Prevalence of isolates with reduced glycopeptide susceptibility in orthopedic device-related infections due to methicillin-resistant Staphylococcus aureus

Abstract

We evaluated, by an improved susceptibility testing method, the prevalence and significance of low-level glycopeptide resistance in methicillin-resistant Staphylococcus aureus (MRSA) isolates, which belonged to a previously described, retrospective cohort of patients treated for orthopedic device-related infections (ODRI) at the Geneva University Hospital between 2000 and 2008. Fifty-seven individual or multiple isolates were retrieved from 41 ODRI patients for glycopeptide susceptibility and clonality studies, including 20 patients with prosthetic joint (PJ) and 21 with osteosynthesis (OS) MRSA infections. Low-level glycopeptide resistance was detected by elevated teicoplanin or/and vancomycin minimum inhibitory concentrations (MICs ≥ 4 mg/L), as determined by a previously validated combination of macrodilution and agar dilution assays of improved sensitivity.
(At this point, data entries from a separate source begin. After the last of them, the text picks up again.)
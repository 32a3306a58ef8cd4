use clap::Parser;
use tracing_subscriber::EnvFilter;
use flowscope::cli::{self, Commands};
use flowscope::errors::FlowscopeError;

#[tokio::main]
async fn main() {
    let cli = cli::Cli::parse();

    // Initialize logging
    let log_level = match cli.verbose {
        0 => "info",
        1 => "debug",
        _ => "trace",
    };

    let filter = EnvFilter::try_from_default_env()
        .unwrap_or_else(|_| EnvFilter::new(log_level));

    if cli.log_json {
        tracing_subscriber::fmt()
            .json()
            .with_env_filter(filter)
            .with_target(false)
            .init();
    } else {
        tracing_subscriber::fmt()
            .with_env_filter(filter)
            .with_target(false)
            .with_ansi(!cli.no_color)
            .init();
    }

    if cli.no_color {
        console::set_colors_enabled(false);
    }

    let result = match cli.command {
        Commands::Run(args) => cli::run::handle_run(args, cli.quiet).await,
        Commands::Sequence(args) => cli::sequence::handle_sequence(args, cli.quiet).await,
        Commands::Tasks(args) => cli::tasks::handle_tasks(args).await,
        Commands::Serve(args) => cli::serve::handle_serve(args).await,
        Commands::Validate(args) => cli::validate::handle_validate(args).await,
    };

    if let Err(e) = result {
        eprintln!("Error: {}", e);
        let exit_code = match &e {
            FlowscopeError::Config(_) | FlowscopeError::Yaml(_) => 2,
            FlowscopeError::UnknownTask(_) => 3,
            _ => 1,
        };
        std::process::exit(exit_code);
    }
}
use axum::{
    body::Bytes,
    extract::{Query, State},
    http::StatusCode,
    Json,
};
use serde_json::{json, Value};
use crate::api::models::{StartExecutionRequest, UploadQuery};
use crate::api::AppState;
use crate::errors::FlowscopeError;
use crate::workflow::ExecutionView;

pub async fn start_execution(
    State(state): State<AppState>,
    Json(req): Json<StartExecutionRequest>,
) -> Result<(StatusCode, Json<Value>), FlowscopeError> {
    let model = match req.task_id.as_deref() {
        Some(task_id) => Some(state.catalog.require(task_id)?),
        None => None,
    };
    let mut controller = state.controller.lock().await;
    let session_id = controller.start(model).await;
    let view = controller.view().await;
    Ok((
        StatusCode::CREATED,
        Json(json!({
            "sessionId": session_id,
            "taskId": req.task_id,
            "status": view.status,
        })),
    ))
}

pub async fn get_execution(State(state): State<AppState>) -> Json<ExecutionView> {
    let controller = state.controller.lock().await;
    Json(controller.view().await)
}

pub async fn trigger_start(State(state): State<AppState>) -> Result<Json<Value>, FlowscopeError> {
    let mut controller = state.controller.lock().await;
    let started = controller.trigger_start().await?;
    Ok(Json(json!({ "started": started })))
}

/// Raw request body is the document; `?name=` carries the file name.
pub async fn upload_document(
    State(state): State<AppState>,
    Query(query): Query<UploadQuery>,
    body: Bytes,
) -> Result<Json<Value>, FlowscopeError> {
    let pending = state.controller.lock().await.prepare_upload(&query.name).await?;
    // The backend call runs unlocked so the view and stop stay responsive.
    let finished = pending.send(body.to_vec()).await;
    let uploaded = state.controller.lock().await.finish_upload(finished).await;
    Ok(Json(json!({ "uploaded": uploaded })))
}

pub async fn stop_execution(State(state): State<AppState>) -> Json<Value> {
    let mut controller = state.controller.lock().await;
    controller.stop().await;
    Json(json!({ "stopped": true, "sessionId": controller.session_id() }))
}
MRSA isolates with elevated teicoplanin MICs were detected in 20/41 (49 %) ODRI patients at the onset or during the course of glycopeptide therapy, namely, in 10 of 20 patients with PJ and 10 of 21 patients with OS infections. Only one isolate developed a concomitant increase in vancomycin MIC during therapy. 13/20 (65 %) glycopeptide-intermediate S. aureus (GISA)-infected patients, including 7/10 (70 %) with PJ and 6/10 (60 %) with OS, experienced treatment failure. In contrast, therapy failed in only 5/21 (24 %) ODRI patients with non-GISA isolates (p = 0.012), including 2/10 (20 %) with PJ and 3/11 (27 %) with OS infections. The emergence of low-level teicoplanin resistance could not be explained by teicoplanin administration, since only four patients received teicoplanin. The evaluation of low-level teicoplanin resistance may improve the detection of GISA isolates. Further studies are warranted to evaluate the impact of low-level teicoplanin resistance on the outcome of glycopeptide therapy.